■ TO DO ■
Output the data verbatim, with nothing added or dropped.
--------
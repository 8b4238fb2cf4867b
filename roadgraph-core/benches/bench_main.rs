use std::hint::black_box;

use criterion::{BenchmarkId, Criterion, criterion_group, criterion_main};
use geo::Point;
use roadgraph_core::prelude::*;

/// Square grid with unit spacing, every fifth row one-way eastbound
fn build_grid(side: u32) -> RoadNetwork {
    let mut builder = RoadNetworkBuilder::with_capacity(
        (side * side) as usize,
        (2 * side * side) as usize,
        2,
    );
    builder.add_road(1, "Avenue", false).unwrap();
    builder.add_road(2, "Eastbound", true).unwrap();

    for row in 0..side {
        for col in 0..side {
            builder
                .add_intersection(row * side + col, Point::new(f64::from(col), f64::from(row)))
                .unwrap();
        }
    }
    for row in 0..side {
        for col in 0..side {
            let id = row * side + col;
            if col + 1 < side {
                let road = if row % 5 == 0 { 2 } else { 1 };
                builder.add_segment(road, id, id + 1, 1.1, None);
            }
            if row + 1 < side {
                builder.add_segment(1, id, id + side, 1.1, None);
            }
        }
    }
    builder.build().expect("grid network")
}

fn bench_astar(c: &mut Criterion) {
    let mut group = c.benchmark_group("astar");

    for &side in &[50u32, 200u32] {
        let network = build_grid(side);
        let target = side * side - 1;

        group.bench_with_input(BenchmarkId::new("corner_to_corner", side), &network, |b, net| {
            b.iter(|| {
                find_route(
                    net,
                    black_box(0),
                    black_box(target),
                    &Planar,
                    &AStarOptions::default(),
                )
                .expect("valid ids")
            })
        });
    }

    group.finish();
}

fn bench_cut_vertices(c: &mut Criterion) {
    let mut group = c.benchmark_group("cut_vertices");

    for &side in &[50u32, 200u32] {
        let network = build_grid(side);
        group.bench_with_input(BenchmarkId::new("whole_network", side), &network, |b, net| {
            b.iter(|| black_box(find_all_cut_vertices(net)))
        });
    }

    group.finish();
}

fn bench_matrix(c: &mut Criterion) {
    let network = build_grid(100);
    let ids: Vec<u32> = (0..20).map(|i| i * 499).collect();

    c.bench_function("route_length_matrix_20x20", |b| {
        b.iter(|| {
            route_length_matrix(&network, &ids, &ids, &Planar, &AStarOptions::default())
                .expect("valid ids")
        })
    });
}

criterion_group!(benches, bench_astar, bench_cut_vertices, bench_matrix);
criterion_main!(benches);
--------
■ ANSWER SECTION ■
repository 8b4238fb2cf4867b
filename roadgraph-core/benches/bench_main.rs
use std::hint::black_box;

use criterion::{BenchmarkId, Criterion, criterion_group, criterion_main};
use geo::Point;
use roadgraph_core::prelude::*;

/// Square grid with unit spacing, every fifth row one-way eastbound
fn build_grid(side: u32) -> RoadNetwork {
    let mut builder = RoadNetworkBuilder::with_capacity(
        (side * side) as usize,
        (2 * side * side) as usize,
        2,
    );
    builder.add_road(1, "Avenue", false).unwrap();
    builder.add_road(2, "Eastbound", true).unwrap();

    for row in 0..side {
        for col in 0..side {
            builder
                .add_intersection(row * side + col, Point::new(f64::from(col), f64::from(row)))
                .unwrap();
        }
    }
    for row in 0..side {
        for col in 0..side {
            let id = row * side + col;
            if col + 1 < side {
                let road = if row % 5 == 0 { 2 } else { 1 };
                builder.add_segment(road, id, id + 1, 1.1, None);
            }
            if row + 1 < side {
                builder.add_segment(1, id, id + side, 1.1, None);
            }
        }
    }
    builder.build().expect("grid network")
}

fn bench_astar(c: &mut Criterion) {
    let mut group = c.benchmark_group("astar");

    for &side in &[50u32, 200u32] {
        let network = build_grid(side);
        let target = side * side - 1;

        group.bench_with_input(BenchmarkId::new("corner_to_corner", side), &network, |b, net| {
            b.iter(|| {
                find_route(
                    net,
                    black_box(0),
                    black_box(target),
                    &Planar,
                    &AStarOptions::default(),
                )
                .expect("valid ids")
            })
        });
    }

    group.finish();
}

fn bench_cut_vertices(c: &mut Criterion) {
    let mut group = c.benchmark_group("cut_vertices");

    for &side in &[50u32, 200u32] {
        let network = build_grid(side);
        group.bench_with_input(BenchmarkId::new("whole_network", side), &network, |b, net| {
            b.iter(|| black_box(find_all_cut_vertices(net)))
        });
    }

    group.finish();
}

fn bench_matrix(c: &mut Criterion) {
    let network = build_grid(100);
    let ids: Vec<u32> = (0..20).map(|i| i * 499).collect();

    c.bench_function("route_length_matrix_20x20", |b| {
        b.iter(|| {
            route_length_matrix(&network, &ids, &ids, &Planar, &AStarOptions::default())
                .expect("valid ids")
        })
    });
}

criterion_group!(benches, bench_astar, bench_cut_vertices, bench_matrix);
criterion_main!(benches);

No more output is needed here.